Свой факел зажигай! Твои все братья С тобою заодно засветят каждый Хранительный свой огнь, и будут здесь Они во всех странах и временах Для всех племен звездами путевыми;

И пусть разрушено земное счастье,

Обмануты ласкавшие надежды

И чистые обруганы мечты...

Об них ли сетовать? Таков удел

Всего, всего прекрасного земного!

Но не умрет живая песнь твоя;

Во всех веках и поколеньях будут

Ей отвечать возвышенные души...

Поэт, будь тверд! душою не дремли!

Поэзия есть бог в святых мечтах земли*. (13, с. 382-383)

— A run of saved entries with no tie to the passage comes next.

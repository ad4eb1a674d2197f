// Copyright 2026 the Overstory Authors
// SPDX-License-Identifier: Apache-2.0 OR MIT

//! Public types for the stage: node identifiers, flags, interest masks, and
//! per-node visual state.

use kurbo::{Affine, Point, Rect, RoundedRect};

/// Identifier for a node in the stage (generational).
#[derive(Copy, Clone, Debug, Eq, PartialEq, Hash)]
pub struct NodeId(pub(crate) u32, pub(crate) u32);

impl NodeId {
    pub(crate) const fn new(idx: u32, generation: u32) -> Self {
        Self(idx, generation)
    }

    pub(crate) const fn idx(self) -> usize {
        self.0 as usize
    }
}

/// Identifier for an offscreen compositing surface.
///
/// Surface ids are minted by the [`Stage`](crate::Stage); the
/// [`Compositor`](crate::Compositor) owns the actual resources and maps ids to
/// them. An id is never reused within the lifetime of one stage.
#[derive(Copy, Clone, Debug, Eq, PartialEq, Hash)]
pub struct SurfaceId(pub(crate) u32);

impl SurfaceId {
    /// The raw id value, for backends that key resources by integer.
    pub const fn to_raw(self) -> u32 {
        self.0
    }
}

bitflags::bitflags! {
    /// Node flags controlling participation in painting and picking.
    #[derive(Clone, Copy, Debug, PartialEq, Eq, Hash)]
    pub struct NodeFlags: u8 {
        /// Node is visible (painted, and reachable by picking).
        const VISIBLE = 0b0000_0001;
    }
}

impl Default for NodeFlags {
    fn default() -> Self {
        Self::VISIBLE
    }
}

bitflags::bitflags! {
    /// Event classes a node declares interest in.
    ///
    /// Picking appends a node to the result stack only when the node's
    /// interest mask contains the class being picked for; traversal still
    /// descends into its children either way.
    #[derive(Clone, Copy, Debug, PartialEq, Eq, Hash)]
    pub struct EventMask: u8 {
        /// Pointer motion, buttons, and crossing.
        const POINTER  = 0b0000_0001;
        /// Keyboard input routed through the focus stack.
        const KEYBOARD = 0b0000_0010;
        /// Touch sequences.
        const TOUCH    = 0b0000_0100;
        /// Scroll/wheel input.
        const SCROLL   = 0b0000_1000;
    }
}

impl Default for EventMask {
    fn default() -> Self {
        Self::all()
    }
}

/// Per-node visual state pushed into the stage by the node's owner.
///
/// The allocated rectangle is expressed in the parent's coordinate space. The
/// node's own coordinate space has its origin at the allocation origin, so
/// local content spans `(0, 0)` to `(width, height)`; [`Visual::content_rect`]
/// returns that span. The optional transform applies in local space, before
/// the allocation translation.
#[derive(Clone, Debug, PartialEq)]
pub struct Visual {
    /// Allocated rectangle in parent coordinates.
    pub rect: Rect,
    /// Optional local transform. Setting one makes the node an offscreen
    /// boundary.
    pub transform: Option<Affine>,
    /// Clip content and children to the allocation. Also an offscreen
    /// boundary.
    pub clipped: bool,
    /// Stacking depth among siblings. Higher is drawn on top; ties keep
    /// insertion order.
    pub depth: i32,
    /// Visibility flags.
    pub flags: NodeFlags,
    /// Event classes this node wants routed to it.
    pub interest: EventMask,
    /// Optional hit-region override (local coordinates). `None` means the
    /// content rectangle.
    pub hit_shape: Option<RoundedRect>,
}

impl Default for Visual {
    fn default() -> Self {
        Self {
            rect: Rect::ZERO,
            transform: None,
            clipped: false,
            depth: 0,
            flags: NodeFlags::default(),
            interest: EventMask::default(),
            hit_shape: None,
        }
    }
}

impl Visual {
    /// Local content span: `(0, 0)` to the allocation's size.
    pub fn content_rect(&self) -> Rect {
        Rect::from_origin_size(Point::ORIGIN, self.rect.size())
    }

    /// Affine mapping local coordinates into the parent's space.
    pub fn to_parent(&self) -> Affine {
        let translate = Affine::translate(self.rect.origin().to_vec2());
        match self.transform {
            Some(tf) => translate * tf,
            None => translate,
        }
    }

    /// Whether this node forces an intermediate compositing surface.
    pub fn is_boundary(&self) -> bool {
        self.transform.is_some() || self.clipped
    }
}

Мистический опыт становится темой постоянных размышлений поэта в 1830-1840-е годы: (при)видения оказываются «героями» его философских и автобиографических сочинений («Взгляд на землю с неба» (1831), впоследствии отозвавшийся в письме к Гоголю «О молитве» [1847], «Стихотворение на смерть Пушкина» [1837], «Очерки Швеции» [1838], «Камоэнс» [1839], «Две сцены из Фауста» [1848]. Одной из характерных для «позднего» Жуковского статей И.Ю. Виницкий называет «Нечто о привидениях», в которой он обращается к соотечественникам, еще не отравленным смертоносным неверием. В личном смысле она - одна из характерных для него попыток мечтательного бегства от страшного времени на духовную родину (4). Во «Взгляде на землю с неба» Жуковский пишет: «Наша участь есть безмятежное блаженство, а им (пылинкам) - им дано страдание!.. Страдание - для них оно непостижимо, а я с высоты моей постигаю всю божественную тайну. Страдание, творец великого, - оно знакомит их с тем, чего мы никогда в безмятежном блаженстве нашем не узнаем; с таинственным вдохновением веры, с утехою надежды, с сладостным упоением любви...» (14). Но в минуту разлуки с жизнью, они узнают и тайну смерти: она является им уже не страшилищем, губителем настоящего и будущего, а ясным воспоминанием минувше-

го, которое с ними вместе вылетает из праха, вечный товарищ новой жизни» (14).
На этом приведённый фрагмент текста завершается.